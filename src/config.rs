use std::path::PathBuf;

use clap::Parser;

use odds_engine::engine::analysis::AnalyzerConfig;
use odds_engine::engine::devig::DeVigMethod;
use odds_engine::engine::kelly::StakingConfig;
use odds_engine::engine::markets::OverUnderMethod;
use odds_engine::engine::poisson::PoissonConfig;

/// Analyze one fixture: reads a match-input JSON document and prints the
/// analysis as JSON.
#[derive(Parser, Debug, Clone)]
#[command(name = "odds-engine", version, about)]
pub struct Config {
    /// Match-input JSON file (stdin when omitted)
    #[arg(long, env = "INPUT")]
    pub input: Option<PathBuf>,

    /// Pretty-print the JSON output
    #[arg(long, env = "PRETTY", default_value = "false")]
    pub pretty: bool,

    /// Bankroll used for Kelly stake sizing
    #[arg(long, env = "BANKROLL", default_value = "1000.0")]
    pub bankroll: f64,

    /// Stake used to express EV in currency units
    #[arg(long, env = "REFERENCE_STAKE", default_value = "10.0")]
    pub reference_stake: f64,

    /// Fractional Kelly multiplier (0.0–1.0)
    #[arg(long, env = "KELLY_FRACTION", default_value = "0.25")]
    pub kelly_fraction: f64,

    /// Maximum stake as a fraction of bankroll (e.g. 0.05 = 5%)
    #[arg(long, env = "MAX_STAKE_PCT", default_value = "0.05")]
    pub max_stake_pct: f64,

    /// Smallest stake worth placing
    #[arg(long, env = "MIN_STAKE", default_value = "1.0")]
    pub min_stake: f64,

    /// Score-grid truncation for the goal model
    #[arg(long, env = "MAX_GOALS", default_value = "6")]
    pub max_goals: u32,

    /// Override the home side's home-advantage multiplier
    #[arg(long, env = "HOME_ADVANTAGE")]
    pub home_advantage: Option<f64>,

    /// How the over/under analyzer estimates P(over)
    #[arg(long, env = "OVER_UNDER_METHOD", value_enum, default_value = "margin-heuristic")]
    pub over_under_method: OverUnderMethod,

    /// Margin removal method for market quotes
    #[arg(long, env = "DEVIG_METHOD", value_enum, default_value = "proportional")]
    pub devig_method: DeVigMethod,

    /// JSON array of settled fixtures, each a model `forecast` distribution
    /// and the `result` label; when given, a Platt calibration is fitted and
    /// applied to model probabilities
    #[arg(long, env = "CALIBRATION_SAMPLES")]
    pub calibration_samples: Option<PathBuf>,
}

impl Config {
    pub fn validate(&self) -> anyhow::Result<()> {
        if self.bankroll <= 0.0 || !self.bankroll.is_finite() {
            anyhow::bail!("bankroll must be positive");
        }
        if self.reference_stake <= 0.0 || !self.reference_stake.is_finite() {
            anyhow::bail!("reference_stake must be positive");
        }
        if !(self.kelly_fraction > 0.0 && self.kelly_fraction <= 1.0) {
            anyhow::bail!("kelly_fraction must be in (0.0, 1.0]");
        }
        if !(self.max_stake_pct > 0.0 && self.max_stake_pct <= 1.0) {
            anyhow::bail!("max_stake_pct must be in (0.0, 1.0]");
        }
        if self.min_stake < 0.0 {
            anyhow::bail!("min_stake cannot be negative");
        }
        if !(1..=30).contains(&self.max_goals) {
            anyhow::bail!("max_goals must be between 1 and 30");
        }
        if let Some(h) = self.home_advantage {
            if !(0.5..=2.0).contains(&h) {
                anyhow::bail!("home_advantage must be between 0.5 and 2.0");
            }
        }
        Ok(())
    }

    pub fn analyzer_config(&self) -> AnalyzerConfig {
        AnalyzerConfig {
            bankroll: self.bankroll,
            reference_stake: self.reference_stake,
            staking: StakingConfig {
                kelly_fraction: self.kelly_fraction,
                max_stake_pct: self.max_stake_pct,
                min_stake: self.min_stake,
            },
            poisson: PoissonConfig {
                max_goals: self.max_goals,
            },
            over_under_method: self.over_under_method,
            devig_method: self.devig_method,
            ..AnalyzerConfig::default()
        }
    }
}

***

• _WHAT TO DO_
From the records above, extract every line exactly as it stands.

• _ANSWER TO THE PROBLEM_
filename src/config.rs
use std::path::PathBuf;

use clap::Parser;

use odds_engine::engine::analysis::AnalyzerConfig;
use odds_engine::engine::devig::DeVigMethod;
use odds_engine::engine::kelly::StakingConfig;
use odds_engine::engine::markets::OverUnderMethod;
use odds_engine::engine::poisson::PoissonConfig;

/// Analyze one fixture: reads a match-input JSON document and prints the
/// analysis as JSON.
#[derive(Parser, Debug, Clone)]
#[command(name = "odds-engine", version, about)]
pub struct Config {
    /// Match-input JSON file (stdin when omitted)
    #[arg(long, env = "INPUT")]
    pub input: Option<PathBuf>,

    /// Pretty-print the JSON output
    #[arg(long, env = "PRETTY", default_value = "false")]
    pub pretty: bool,

    /// Bankroll used for Kelly stake sizing
    #[arg(long, env = "BANKROLL", default_value = "1000.0")]
    pub bankroll: f64,

    /// Stake used to express EV in currency units
    #[arg(long, env = "REFERENCE_STAKE", default_value = "10.0")]
    pub reference_stake: f64,

    /// Fractional Kelly multiplier (0.0–1.0)
    #[arg(long, env = "KELLY_FRACTION", default_value = "0.25")]
    pub kelly_fraction: f64,

    /// Maximum stake as a fraction of bankroll (e.g. 0.05 = 5%)
    #[arg(long, env = "MAX_STAKE_PCT", default_value = "0.05")]
    pub max_stake_pct: f64,

    /// Smallest stake worth placing
    #[arg(long, env = "MIN_STAKE", default_value = "1.0")]
    pub min_stake: f64,

    /// Score-grid truncation for the goal model
    #[arg(long, env = "MAX_GOALS", default_value = "6")]
    pub max_goals: u32,

    /// Override the home side's home-advantage multiplier
    #[arg(long, env = "HOME_ADVANTAGE")]
    pub home_advantage: Option<f64>,

    /// How the over/under analyzer estimates P(over)
    #[arg(long, env = "OVER_UNDER_METHOD", value_enum, default_value = "margin-heuristic")]
    pub over_under_method: OverUnderMethod,

    /// Margin removal method for market quotes
    #[arg(long, env = "DEVIG_METHOD", value_enum, default_value = "proportional")]
    pub devig_method: DeVigMethod,

    /// JSON array of settled fixtures, each a model `forecast` distribution
    /// and the `result` label; when given, a Platt calibration is fitted and
    /// applied to model probabilities
    #[arg(long, env = "CALIBRATION_SAMPLES")]
    pub calibration_samples: Option<PathBuf>,
}

impl Config {
    pub fn validate(&self) -> anyhow::Result<()> {
        if self.bankroll <= 0.0 || !self.bankroll.is_finite() {
            anyhow::bail!("bankroll must be positive");
        }
        if self.reference_stake <= 0.0 || !self.reference_stake.is_finite() {
            anyhow::bail!("reference_stake must be positive");
        }
        if !(self.kelly_fraction > 0.0 && self.kelly_fraction <= 1.0) {
            anyhow::bail!("kelly_fraction must be in (0.0, 1.0]");
        }
        if !(self.max_stake_pct > 0.0 && self.max_stake_pct <= 1.0) {
            anyhow::bail!("max_stake_pct must be in (0.0, 1.0]");
        }
        if self.min_stake < 0.0 {
            anyhow::bail!("min_stake cannot be negative");
        }
        if !(1..=30).contains(&self.max_goals) {
            anyhow::bail!("max_goals must be between 1 and 30");
        }
        if let Some(h) = self.home_advantage {
            if !(0.5..=2.0).contains(&h) {
                anyhow::bail!("home_advantage must be between 0.5 and 2.0");
            }
        }
        Ok(())
    }

    pub fn analyzer_config(&self) -> AnalyzerConfig {
        AnalyzerConfig {
            bankroll: self.bankroll,
            reference_stake: self.reference_stake,
            staking: StakingConfig {
                kelly_fraction: self.kelly_fraction,
                max_stake_pct: self.max_stake_pct,
                min_stake: self.min_stake,
            },
            poisson: PoissonConfig {
                max_goals: self.max_goals,
            },
            over_under_method: self.over_under_method,
            devig_method: self.devig_method,
            ..AnalyzerConfig::default()
        }
    }
}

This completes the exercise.